Matt Turner, a principal consultant in our Information and Media practice attended the recent New York Semantic Web Meetup and told me about this interesting presentation from Christine Connors, Global Director of Semantic Technology Solutions at Dow Jones. (First off, it’s kinda cool that Dow Jones even has a director of semantic technology.)
You can listen to the interview here. Because the sound quality isn’t great, I suggest listening to the interview while reading along with the full transcript here.
To me the themes remain the same:
It’s about a machine processable web as opposed to simply a human readable one
It’s about structuring data from pages so it can be used by programs
It’s then about integrating data from across multiple sites and/or inferencing across information from one or more sites
He’s a big believer that people should publish information (e.g., a catalog) in both HTML format for human viewing and RDF format for machine processing
RDF is all about triples, which go something like: object-1 property object-2 (e.g., Dave is-brother-of Fred, Dave is-son-of Judy).
Creating new knowledge then involves inferencing using these triples (e.g., knowing the two triples above you can induce that Fred is-son-of Judy)
Note that the whole “social graph” captured by Facebook or LinkedIn could easily be dynamically recreated if everyone had some universal profile that listed a bunch of friend-of-a-friend triples (Dave is-a-friend-of Tim, Dave is-a-friend-of Joe, …)
When I think “semantic web” I think about three things:
The concept: to make the web machine interpretable as opposed to simply machine deliverable.
A set of core technologies (e.g., RDF, OWL, SPARQL) which by and large have not taken off in the market.
Inferencing to create new information from the web itself. For example, if site A says that Bandit Kellogg is a Bernese Mountain Dog and site B says that Bernese Mountain Dogs eat socks, then you can induce that fact that Bandit Kellogg eats socks (which he does, voraciously).
Perhaps mine is a traditional or outdated view of the semantic web vision, but I’m not sure.
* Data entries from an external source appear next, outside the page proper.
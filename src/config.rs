use std::env;
use std::net::{IpAddr, Ipv4Addr, Ipv6Addr, SocketAddr};
use std::str::FromStr;

use crate::optimizer::MonteCarloConfig;

/// Complete application configuration, loaded from environment variables or default values.
#[derive(Clone, Debug)]
pub struct AppConfig {
    pub api: ApiConfig,
    pub optimizer: OptimizerConfig,
}

impl AppConfig {
    /// Creates a configuration from the currently available environment variables.
    pub fn from_env() -> Self {
        Self {
            api: ApiConfig::from_env(),
            optimizer: OptimizerConfig::from_env(),
        }
    }
}

/// Configuration for the API server.
#[derive(Clone, Debug)]
pub struct ApiConfig {
    bind_ip: IpAddr,
    display_host: String,
    port: u16,
}

impl ApiConfig {
    const DEFAULT_HOST: IpAddr = IpAddr::V4(Ipv4Addr::UNSPECIFIED);
    const DEFAULT_PORT: u16 = 8080;
    const HOST_VAR: &'static str = "CONTAINER_SIZER_API_HOST";
    const PORT_VAR: &'static str = "CONTAINER_SIZER_API_PORT";

    fn from_env() -> Self {
        Self::from_values(env_string(Self::HOST_VAR), env_string(Self::PORT_VAR))
    }

    fn from_values(host: Option<String>, port: Option<String>) -> Self {
        let (bind_ip, display_host) = match host {
            Some(raw) => match raw.parse::<IpAddr>() {
                Ok(ip) => (ip, raw),
                Err(err) => {
                    log::warn!(
                        "⚠️ Could not parse {} ('{}'): {}. Using {}.",
                        Self::HOST_VAR,
                        raw,
                        err,
                        Self::DEFAULT_HOST
                    );
                    (Self::DEFAULT_HOST, Self::DEFAULT_HOST.to_string())
                }
            },
            None => (Self::DEFAULT_HOST, Self::DEFAULT_HOST.to_string()),
        };

        let port = parse_with_warning(
            Self::PORT_VAR,
            port,
            Self::DEFAULT_PORT,
            |value| *value != 0,
            "must not be 0",
        );

        Self {
            bind_ip,
            display_host,
            port,
        }
    }

    /// Socket address to bind the server to.
    pub fn socket_addr(&self) -> SocketAddr {
        SocketAddr::new(self.bind_ip, self.port)
    }

    /// Visible hostname for logging and hints.
    pub fn display_host(&self) -> &str {
        &self.display_host
    }

    /// Configured port.
    pub fn port(&self) -> u16 {
        self.port
    }

    /// Indicates whether binding to all interfaces.
    pub fn binds_to_all_interfaces(&self) -> bool {
        match self.bind_ip {
            IpAddr::V4(addr) => addr == Ipv4Addr::UNSPECIFIED,
            IpAddr::V6(addr) => addr == Ipv6Addr::UNSPECIFIED,
        }
    }
}

/// Default search settings applied when a request does not override them.
#[derive(Clone, Debug)]
pub struct OptimizerConfig {
    monte_carlo: MonteCarloConfig,
    allow_rotation: bool,
}

impl OptimizerConfig {
    const SEARCH_ATTEMPTS_VAR: &'static str = "CONTAINER_SIZER_SEARCH_ATTEMPTS";
    const FINAL_ATTEMPTS_VAR: &'static str = "CONTAINER_SIZER_FINAL_ATTEMPTS";
    const USE_NOISE_VAR: &'static str = "CONTAINER_SIZER_USE_NOISE";
    const ALLOW_ROTATION_VAR: &'static str = "CONTAINER_SIZER_ALLOW_ROTATION";
    pub const DEFAULT_ALLOW_ROTATION: bool = true;

    fn from_env() -> Self {
        let search_attempts = parse_with_warning(
            Self::SEARCH_ATTEMPTS_VAR,
            env_string(Self::SEARCH_ATTEMPTS_VAR),
            MonteCarloConfig::DEFAULT_SEARCH_ATTEMPTS,
            |value| *value > 0,
            "must be at least 1",
        );
        let final_attempts = parse_with_warning(
            Self::FINAL_ATTEMPTS_VAR,
            env_string(Self::FINAL_ATTEMPTS_VAR),
            MonteCarloConfig::DEFAULT_FINAL_ATTEMPTS,
            |value| *value > 0,
            "must be at least 1",
        );
        let use_noise = env_string(Self::USE_NOISE_VAR)
            .and_then(|raw| parse_bool(&raw, Self::USE_NOISE_VAR))
            .unwrap_or(MonteCarloConfig::DEFAULT_USE_NOISE);
        let allow_rotation = env_string(Self::ALLOW_ROTATION_VAR)
            .and_then(|raw| parse_bool(&raw, Self::ALLOW_ROTATION_VAR))
            .unwrap_or(Self::DEFAULT_ALLOW_ROTATION);

        let monte_carlo = MonteCarloConfig {
            search_attempts,
            final_attempts,
            use_noise,
        };
        if monte_carlo != MonteCarloConfig::default() {
            log::warn!(
                "⚠️ Adjusted attempt budget (search: {}, final: {}, noise: {}) changes result quality and run time",
                search_attempts,
                final_attempts,
                use_noise
            );
        }

        Self {
            monte_carlo,
            allow_rotation,
        }
    }

    /// Configured Monte-Carlo budget.
    pub fn monte_carlo(&self) -> MonteCarloConfig {
        self.monte_carlo
    }

    /// Rotation setting used when a request leaves it open.
    pub fn allow_rotation(&self) -> bool {
        self.allow_rotation
    }
}

impl Default for OptimizerConfig {
    fn default() -> Self {
        Self {
            monte_carlo: MonteCarloConfig::default(),
            allow_rotation: Self::DEFAULT_ALLOW_ROTATION,
        }
    }
}

fn env_string(name: &str) -> Option<String> {
    match env::var(name) {
        Ok(value) => {
            let trimmed = value.trim();
            if trimmed.is_empty() {
                None
            } else {
                Some(trimmed.to_owned())
            }
        }
        Err(env::VarError::NotPresent) => None,
        Err(err) => {
            log::warn!(
                "⚠️ Access to {} failed: {}. Using default value.",
                name,
                err
            );
            None
        }
    }
}

fn parse_bool(raw: &str, var_name: &str) -> Option<bool> {
    match raw.trim().to_ascii_lowercase().as_str() {
        "1" | "true" | "yes" | "y" | "on" => Some(true),
        "0" | "false" | "no" | "n" | "off" => Some(false),
        other => {
            log::warn!(
                "⚠️ Could not interpret {} ('{}') as boolean value. Using default value.",
                var_name,
                other
            );
            None
        }
    }
}

fn parse_with_warning<T>(
    var_name: &str,
    raw: Option<String>,
    default: T,
    validator: impl Fn(&T) -> bool,
    invalid_hint: &str,
) -> T
where
    T: FromStr + std::fmt::Display,
    T::Err: std::fmt::Display,
{
    let Some(raw) = raw else {
        return default;
    };

    match raw.parse::<T>() {
        Ok(value) if validator(&value) => value,
        Ok(_) => {
            log::warn!(
                "⚠️ {} contains invalid value '{}': {}. Using {}.",
                var_name,
                raw,
                invalid_hint,
                default
            );
            default
        }
        Err(err) => {
            log::warn!(
                "⚠️ Could not parse {} ('{}'): {}. Using {}.",
                var_name,
                raw,
                err,
                default
            );
            default
        }
    }
}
See this post by Nitin Karandikar entitled The Promise of the Semantic Web for his take, which is similar to mine. (The post is based on an interview with Nova Spivack, CEO of Radar Networks, makers of Twine.)
When I look at Twine, I see more Web 2.0 technologies
Yes, it appears that Twine does automatic entity extraction (which they call Smart Tags) against things that are bookmarked. And they say they use a bunch of semantic web technologies inside the system to figure out relationships between the tags and between people and tags. Excerpt from the Read/WriteWeb:
Where Twine is differentiated from the likes of wikipedia is that its underlying data structure is entirely Semantic Web. Spivack told me that the following Semantic Web technologies are being used: RDF, OWL, SPARQL, XSL. Also he said that they plan to use GRDDL in the near future. Spivack had an interesting term for what Twine is doing with Semantic Web technologies, riffing off the Facebook Social Graph. Spivack is calling Twine a “Semantic Graph”, which he says will map relationships to both people and topics. So Twine’s Semantic Graph actually integrates the Social Graph.
I’d like offer more commentary on Twine but it seems their newfound popularity is impacting their website — I couldn’t successfully register for the invite-only Beta. When I clicked “register” it just hung forever. I’ll try again in a few weeks and if it works and if I get invited to the Beta, I’ll share some first-hand feedback.